You’ll soon realise there are zillions of these, so expect your browser to become a mess of windows as you click on heaps of promising looking links. Being lazy and only searching on one or two platforms will mean you are missing out on good deals and might end up overpaying.
But really, that’s the easy part. Part of the reason buyers hire real estate agents is because the agent can pick them up in their cars and chauffeur them to house viewings. The hard part is that you now have to find your way to every property viewing on your own. Good luck if you don’t own a car.
That’s even more onerous when you realise that most people view many, many properties before making a decision. It’s not uncommon to view more than 20 resale flats before making a purchasing decision. Then there are people who want to consult their feng shui masters/fortune tellers/bomohs (don’t laugh, a lot of people in Singapore do that) before making a final choice, which adds yet another layer of inconvenience.
By contrast, when you use an agent, the agent can usually arrange for multiple home viewings in one day, and he’ll pick you up and drive you to all of them, which enables you to save a ton of time.
3. Do you want to save money?
As a buyer, you’re already bracing yourself for the pain of emptying out your bank account and the prospect of being chained to a home loan for the rest of your days on earth.
And as a seller, you understandably want to cash out with as much money as possible.
Which is why paying thousands of dollars to a real estate agent seems like a very unattractive prospect. Real estate agents typically charge 1% to 2% in commission, and sales of HDB flats which make up the bulk of transactions these days will usually cost the seller 2%.

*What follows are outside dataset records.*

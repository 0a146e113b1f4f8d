//! Cache configuration types.

use crate::error::{CacheError, CacheResult};
use crate::options::CacheOptions;
use std::time::Duration;

/// Cache backend type.
#[derive(Debug, Clone, PartialEq, Eq)]
pub enum CacheBackend {
    /// Process-local backend
    InMemory,
    /// Memcached backend
    Memcached,
}

impl std::fmt::Display for CacheBackend {
    fn fmt(&self, f: &mut std::fmt::Formatter<'_>) -> std::fmt::Result {
        match self {
            Self::InMemory => write!(f, "InMemory"),
            Self::Memcached => write!(f, "Memcached"),
        }
    }
}

/// Cache configuration.
#[derive(Debug, Clone)]
pub struct CacheConfig {
    /// Cache backend type
    pub backend: CacheBackend,

    /// Connection URL
    pub url: String,

    /// Namespace prepended to every logical name before normalization
    pub namespace: Option<String>,

    /// Default TTL for cache entries
    pub default_ttl: Option<Duration>,

    /// Connection timeout
    pub connection_timeout: Duration,

    /// Operation timeout
    pub operation_timeout: Duration,

    /// Maximum number of connections (for connection pools)
    pub max_connections: usize,
}

impl CacheConfig {
    /// Create a new Memcached cache configuration.
    ///
    /// # Arguments
    ///
    /// * `url` - Memcached connection URL (e.g., "memcache://localhost:11211")
    ///
    /// # Examples
    ///
    /// ```
    /// use memstash_cache::CacheConfig;
    ///
    /// let config = CacheConfig::memcached("memcache://localhost:11211");
    /// assert_eq!(config.url, "memcache://localhost:11211");
    /// ```
    pub fn memcached(url: impl Into<String>) -> Self {
        Self {
            backend: CacheBackend::Memcached,
            url: url.into(),
            namespace: None,
            default_ttl: None,
            connection_timeout: Duration::from_secs(5),
            operation_timeout: Duration::from_secs(3),
            max_connections: 10,
        }
    }

    /// Create a configuration for the process-local backend.
    pub fn in_memory() -> Self {
        Self {
            backend: CacheBackend::InMemory,
            ..Self::memcached("")
        }
    }

    /// Load a Memcached configuration from environment variables.
    ///
    /// Reads `MEMSTASH_URL`, `MEMSTASH_NAMESPACE`, `MEMSTASH_DEFAULT_TTL`
    /// (seconds) and `MEMSTASH_MAX_CONNECTIONS`. Unparsable numbers are ignored.
    pub fn from_env() -> Self {
        let url = std::env::var("MEMSTASH_URL")
            .unwrap_or_else(|_| "memcache://localhost:11211".to_string());
        let mut config = Self::memcached(url);

        if let Ok(namespace) = std::env::var("MEMSTASH_NAMESPACE") {
            config = config.with_namespace(namespace);
        }

        if let Ok(ttl) = std::env::var("MEMSTASH_DEFAULT_TTL")
            && let Ok(secs) = ttl.parse() {
                config = config.with_default_ttl(Duration::from_secs(secs));
            }

        if let Ok(max) = std::env::var("MEMSTASH_MAX_CONNECTIONS")
            && let Ok(max) = max.parse() {
                config = config.with_max_connections(max);
            }

        config
    }

    /// Set the namespace.
    pub fn with_namespace(mut self, namespace: impl Into<String>) -> Self {
        self.namespace = Some(namespace.into());
        self
    }

    /// Set the default TTL.
    pub fn with_default_ttl(mut self, ttl: Duration) -> Self {
        self.default_ttl = Some(ttl);
        self
    }

    /// Set the connection timeout.
    pub fn with_connection_timeout(mut self, timeout: Duration) -> Self {
        self.connection_timeout = timeout;
        self
    }

    /// Set the operation timeout.
    pub fn with_operation_timeout(mut self, timeout: Duration) -> Self {
        self.operation_timeout = timeout;
        self
    }

    /// Set the maximum number of connections.
    pub fn with_max_connections(mut self, max: usize) -> Self {
        self.max_connections = max;
        self
    }

    /// Store-wide default options that per-call options are merged over.
    pub fn default_options(&self) -> CacheOptions {
        CacheOptions {
            expires_in: self.default_ttl,
            namespace: self.namespace.clone(),
            ..CacheOptions::default()
        }
    }

    /// Connection URL in the `memcache://host:port` form the client expects.
    ///
    /// Plain `host:port` is accepted and prefixed. The connection timeout is
    /// carried as the `connect_timeout` query parameter (seconds) unless the
    /// URL already sets one. Fails for non-Memcached configurations.
    pub fn memcached_url(&self) -> CacheResult<String> {
        if self.backend != CacheBackend::Memcached {
            return Err(CacheError::Config(format!(
                "{} configuration has no Memcached URL",
                self.backend
            )));
        }

        let url = &self.url;
        let mut url = if url.starts_with("memcache://") {
            url.to_string()
        } else if url.contains(':') {
            format!("memcache://{}", url)
        } else {
            return Err(CacheError::InvalidUrl(format!(
                "Invalid Memcached URL: {}. Expected format: 'memcache://host:port' or 'host:port'",
                url
            )));
        };

        if !url.contains("connect_timeout=") {
            let separator = if url.contains('?') { '&' } else { '?' };
            url = format!(
                "{}{}connect_timeout={}",
                url,
                separator,
                self.connection_timeout.as_secs_f64()
            );
        }
        Ok(url)
    }
}

#[cfg(test)]
mod tests {
    use super::*;

    #[test]
    fn test_memcached_config() {
        let config = CacheConfig::memcached("memcache://localhost:11211");
        assert_eq!(config.backend, CacheBackend::Memcached);
        assert_eq!(config.url, "memcache://localhost:11211");
        assert_eq!(config.max_connections, 10);
    }

    #[test]
    fn test_in_memory_config() {
        let config = CacheConfig::in_memory();
        assert_eq!(config.backend, CacheBackend::InMemory);
        assert!(config.url.is_empty());
        assert_eq!(config.operation_timeout, Duration::from_secs(3));
    }

    #[test]
    fn test_config_builder() {
        let config = CacheConfig::memcached("localhost:11211")
            .with_namespace("app")
            .with_default_ttl(Duration::from_secs(300))
            .with_max_connections(20);

        assert_eq!(config.namespace, Some("app".to_string()));
        assert_eq!(config.default_ttl, Some(Duration::from_secs(300)));
        assert_eq!(config.max_connections, 20);
    }

    #[test]
    fn test_default_options() {
        let options = CacheConfig::in_memory()
            .with_namespace("app")
            .with_default_ttl(Duration::from_secs(60))
            .default_options();

        assert_eq!(options.namespace.as_deref(), Some("app"));
        assert_eq!(options.expires_in, Some(Duration::from_secs(60)));
        assert!(!options.is_raw());
    }

    #[test]
    fn test_memcached_url() {
        assert_eq!(
            CacheConfig::memcached("memcache://localhost:11211")
                .memcached_url()
                .unwrap(),
            "memcache://localhost:11211?connect_timeout=5"
        );
        assert_eq!(
            CacheConfig::memcached("localhost:11211")
                .memcached_url()
                .unwrap(),
            "memcache://localhost:11211?connect_timeout=5"
        );
        assert!(CacheConfig::memcached("invalid").memcached_url().is_err());
    }

    #[test]
    fn test_memcached_url_carries_connection_timeout() {
        let url = CacheConfig::memcached("localhost:11211?tcp_nodelay=true")
            .with_connection_timeout(Duration::from_millis(1500))
            .memcached_url()
            .unwrap();
        assert_eq!(url, "memcache://localhost:11211?tcp_nodelay=true&connect_timeout=1.5");

        let url = CacheConfig::memcached("memcache://localhost:11211?connect_timeout=9")
            .with_connection_timeout(Duration::from_secs(1))
            .memcached_url()
            .unwrap();
        assert_eq!(url, "memcache://localhost:11211?connect_timeout=9");
    }

    #[test]
    fn test_in_memory_config_has_no_memcached_url() {
        let result = CacheConfig::in_memory().memcached_url();
        assert!(matches!(result, Err(CacheError::Config(_))));
    }

    #[test]
    fn test_backend_display() {
        assert_eq!(CacheBackend::InMemory.to_string(), "InMemory");
        assert_eq!(CacheBackend::Memcached.to_string(), "Memcached");
    }
}
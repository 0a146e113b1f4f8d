//! Memcached backend over the `memcache` crate.

use super::{memcached_exptime, Backend, CasCapable, VersionToken};
use crate::config::CacheConfig;
use crate::error::{CacheError, CacheResult};
use std::collections::HashMap;
use tracing::debug;

/// Payload, flags and CAS unique as returned by `gets`.
type CasValue = (Vec<u8>, u32, Option<u64>);

/// Memcached backend.
///
/// The `memcache` client pools its connections internally and is safe to
/// share between threads. Calls block on the network.
pub struct MemcachedBackend {
    client: memcache::Client,
}

impl MemcachedBackend {
    /// Connect using `config`.
    ///
    /// # Examples
    ///
    /// ```no_run
    /// use memstash_cache::{CacheConfig, CacheError, MemcachedBackend};
    ///
    /// fn main() -> Result<(), CacheError> {
    ///     let config = CacheConfig::memcached("memcache://localhost:11211");
    ///     let backend = MemcachedBackend::connect(&config)?;
    ///     Ok(())
    /// }
    /// ```
    pub fn connect(config: &CacheConfig) -> CacheResult<Self> {
        let url = config.memcached_url()?;
        let pool_size = u32::try_from(config.max_connections).unwrap_or(u32::MAX);

        let client = memcache::Client::with_pool_size(url.as_str(), pool_size)
            .map_err(|e| CacheError::Connection(format!("Failed to connect: {}", e)))?;
        client.set_read_timeout(Some(config.operation_timeout))?;
        client.set_write_timeout(Some(config.operation_timeout))?;

        debug!(url = %url, pool_size = pool_size, "Connected to memcached");
        Ok(Self { client })
    }

    /// Wrap an existing client.
    pub fn from_client(client: memcache::Client) -> Self {
        Self { client }
    }
}

fn exptime(ttl: u32) -> u32 {
    memcached_exptime(ttl, chrono::Utc::now().timestamp())
}

impl Backend for MemcachedBackend {
    fn get(&self, key: &str) -> CacheResult<Option<Vec<u8>>> {
        Ok(self.client.get::<Vec<u8>>(key)?)
    }

    fn get_multi(&self, keys: &[&str]) -> CacheResult<HashMap<String, Vec<u8>>> {
        Ok(self.client.gets::<Vec<u8>>(keys)?)
    }

    fn set(&self, key: &str, payload: &[u8], ttl: u32) -> CacheResult<()> {
        Ok(self.client.set(key, payload, exptime(ttl))?)
    }

    fn delete(&self, key: &str) -> CacheResult<bool> {
        Ok(self.client.delete(key)?)
    }

    fn flush(&self) -> CacheResult<()> {
        Ok(self.client.flush()?)
    }
}

impl CasCapable for MemcachedBackend {
    fn get_multi_cas(&self, keys: &[&str]) -> CacheResult<HashMap<String, (Vec<u8>, VersionToken)>> {
        let values = self.client.gets::<CasValue>(keys)?;

        values
            .into_iter()
            .map(|(key, (payload, _flags, cas))| {
                let cas = cas.ok_or_else(|| {
                    CacheError::Backend(format!("Server returned no CAS unique for {}", key))
                })?;
                Ok((key, (payload, VersionToken(cas))))
            })
            .collect()
    }

    fn replace_cas(
        &self,
        key: &str,
        payload: &[u8],
        ttl: u32,
        token: VersionToken,
    ) -> CacheResult<bool> {
        Ok(self.client.cas(key, payload, exptime(ttl), token.0)?)
    }
}

#[cfg(test)]
mod tests {
    use super::*;

    #[test]
    fn test_connect_rejects_bad_url() {
        let config = CacheConfig::memcached("invalid");
        assert!(matches!(
            MemcachedBackend::connect(&config),
            Err(CacheError::InvalidUrl(_))
        ));
    }

    #[test]
    fn test_connect_rejects_in_memory_config() {
        assert!(matches!(
            MemcachedBackend::connect(&CacheConfig::in_memory()),
            Err(CacheError::Config(_))
        ));
    }

    #[test]
    #[ignore]
    fn test_live_cas_round_trip() {
        let config = CacheConfig::memcached("localhost:11211");
        let backend = MemcachedBackend::connect(&config).unwrap();

        backend.set("memstash:test:cas", b"1", 60).unwrap();
        let (_, token) = backend
            .get_multi_cas(&["memstash:test:cas"])
            .unwrap()
            .remove("memstash:test:cas")
            .unwrap();

        backend.set("memstash:test:cas", b"2", 60).unwrap();
        assert!(!backend.replace_cas("memstash:test:cas", b"3", 60, token).unwrap());

        backend.delete("memstash:test:cas").unwrap();
    }
}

That means for every $100,000 the property is worth, the real estate agent gets $2,000. And, uh, we all know there’s no such thing as a $100,000 property in Singapore. A five-room flat costing $400,000 will yield $8,000 worth of commission.
Some might argue that real estate agents can help you get a better price. Well, considering the hefty amounts you’d otherwise be losing in commission and all the information there is online regarding past transaction prices these days, there’s a good chance you’ll lose less money overall by going it alone.
4. Do you know what goes into the process of buying or selling a home?
Very often, Singaporeans buying or selling a home for the first time are completely clueless as to what happens in a property transaction.
Option-to-purchase? What’s that? When do you put down the downpayment and when you need to start applying for a bank loan? And what are all these documents they’re asking you to sign?
Can you be bothered to do your own research to find out what happens in a property transaction? If the answer is no, you should probably engage an agent to take care of everything for you.
If, however, you think doing your own research is worth it if it saves you thousands, here’s an article that might help you make sense of what’s happening. You can thank us later.
5. Can you be bothered to do your own research and execute the entire transaction on your own?
Ultimately, agents are there not because their work is rocket science or anything you couldn’t do on your own if it were a matter of life and death.
The real value in hiring an agent is the fact that they give you a whole lot of convenience, and have a better knowledge of the market and how to smoothly effect a property transaction.
Sure, if you had hours to surf the internet every day, you would probably be able to find good deals online or plaster your own ads all over the internet and on random lampposts in the neighbourhood.
But the question is, do you really want to devote the next few weeks or even months of your life glued to property websites and classified ads, and burn every weekend visiting properties or entertaining prospective buyers?
The answer is that nobody really wants to. So the real question is, would you rather do the above or pay an agent thousands of dollars to do it for you?